# Wasatch West Deer



## nocturnalenemy (Jun 26, 2011)

I'm looking for some input on hunting the Wasatch West unit this year. I drew a muzzy tag (1st year hunting with a muzzy) as my 5th choice. I've hunted it a few times before without any luck. I've been out scouting quite a few times this year without seeing very many deer. I've read the DWR report saying:

"This unit is probably the gem of north-central Utah this year. The unit received a lot of rain this year, especially on the Wasatch Back (the eastern side) of the mountain range. Jones says deer herds are doing extremely well. "I've talked with hunters who have hunted this unit for decades," he says. "Many of them report seeing more small 4-point deer this summer than they've seen in more than 20 years." (http://wildlife.utah.gov/wildlife-news/1467-number-of-bucks-as-good-as-or-better-than-last-fall.html)

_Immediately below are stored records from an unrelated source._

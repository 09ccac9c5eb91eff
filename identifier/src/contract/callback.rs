use std::fmt;
use std::sync::PoisonError;
use std::sync::RwLock;

use super::credentials::Credentials;
use super::credentials::ErrorMap;
use super::credentials::Identity;
use super::errors::IdentifierError;
use super::identifier::Identifier;

type Callback = dyn Fn(&Credentials) -> Result<Identity, ErrorMap> + Send + Sync;

/// Identifier backed by a closure.
///
/// The closure accepts credentials by returning an identity, or rejects them
/// by returning the errors to report. Rejection errors are kept until the
/// next call so that `errors()` can describe them.
pub struct CallbackIdentifier {
    callback: Box<Callback>,
    errors: RwLock<ErrorMap>,
}

impl CallbackIdentifier {
    /// Create a new callback identifier.
    ///
    /// # Arguments
    /// * `callback` - Closure deciding whether credentials are accepted
    ///
    /// # Returns
    /// CallbackIdentifier instance with no recorded errors
    pub fn new<F>(callback: F) -> Self
    where
        F: Fn(&Credentials) -> Result<Identity, ErrorMap> + Send + Sync + 'static,
    {
        Self {
            callback: Box::new(callback),
            errors: RwLock::new(ErrorMap::new()),
        }
    }
}

impl Identifier for CallbackIdentifier {
    fn identify(&self, credentials: &Credentials) -> Result<Option<Identity>, IdentifierError> {
        let outcome = (self.callback)(credentials);

        let mut errors = self.errors.write().unwrap_or_else(PoisonError::into_inner);
        match outcome {
            Ok(identity) => {
                errors.clear();
                Ok(Some(identity))
            }
            Err(rejection) => {
                *errors = rejection;
                Ok(None)
            }
        }
    }

    fn errors(&self) -> ErrorMap {
        self.errors
            .read()
            .unwrap_or_else(PoisonError::into_inner)
            .clone()
    }
}

impl fmt::Debug for CallbackIdentifier {
    fn fmt(&self, f: &mut fmt::Formatter<'_>) -> fmt::Result {
        f.debug_struct("CallbackIdentifier")
            .field("errors", &self.errors())
            .finish_non_exhaustive()
    }
}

I haven't seen it. I've spent all my time south of Provo Canyon, and almost all of that has been south of Hobble Creek. I've scouted two full evenings and a morning without seeing a single deer. I've gone high (8500' +) and low. I believe there are deer out there, I may just be looking in the wrong places.

To those who hunt this area, can you provide any tips for finding deer? You don't need to provide specific areas (unless you want to), but a generic example of a canyon or hillside in which you have found deer would be helpful. The type of cover (pines, quakies, scrub) to look for might help as well.

Also, any tips for making scouting/glassing trips more effective?


----------



## Vanilla (Dec 11, 2009)

I have seen a lot of deer on the east side of your unit. One really nice buck, a ton of smaller bucks.


----------



## Blackie6 (Jul 7, 2014)

What type of deer are you looking for? And what style of hunting are you doing? (Road hunt, day hike, backpack etc) There are a few canyons that I can reccomend too always find deer depending on what you are doing.


----------



## goofy elk (Dec 16, 2007)

I saw a couple of two points in Dimond Fork two hours ago..:!:..

They were in bow range from the truck....8).....


----------



## goosefreak (Aug 20, 2009)

I hunt this unit a lot, its my first choice. this unit is steep and rugged and the deer (at least where I hunt) are hard to get to. I'm a little reluctant to give out info on particular spots #1 it may be my "spot" #2 I don't want to piss anyone else off that may be hunting the area I provide. The deer are there, I hunt high and what I do to find deer is get to high ground and I sit in that spot for several hours and glass, when I say glass i mean I set up my tripod and I look under every tree, shadow, boulder, draw, until i'v picked the whole mountain apart, when i'm done with that I start over from the beginning and do it again. 

the deer move, they cant sit all day they will move. it may be just a very short distance, but they move. I'v sat and glassed an hour before I spot my first deer. you'll be amazed when you memorize the landscape then go back through and notice things you didn't before. that said you do need to be in a area where there are deer to begin with.
glass places that look bucky, keep in mind these deer know there way around the mountains. they will be tucked up out of the way from immediate danger, and they'll usually have a few escape routs. don't over look the small stands of trees too, i'm talking like a group of 3 trees on the hill you have been watching all day, there could be one bedded down behind them. just cuz you don't see them doesn't mean they arent there. I'v even glassed up some of the biggest deer out in the middle of the open, like in a shell rock basin, they'll bed down out there because they can see danger coming from afar, the way I see them is by their racks sticking up out in the open. 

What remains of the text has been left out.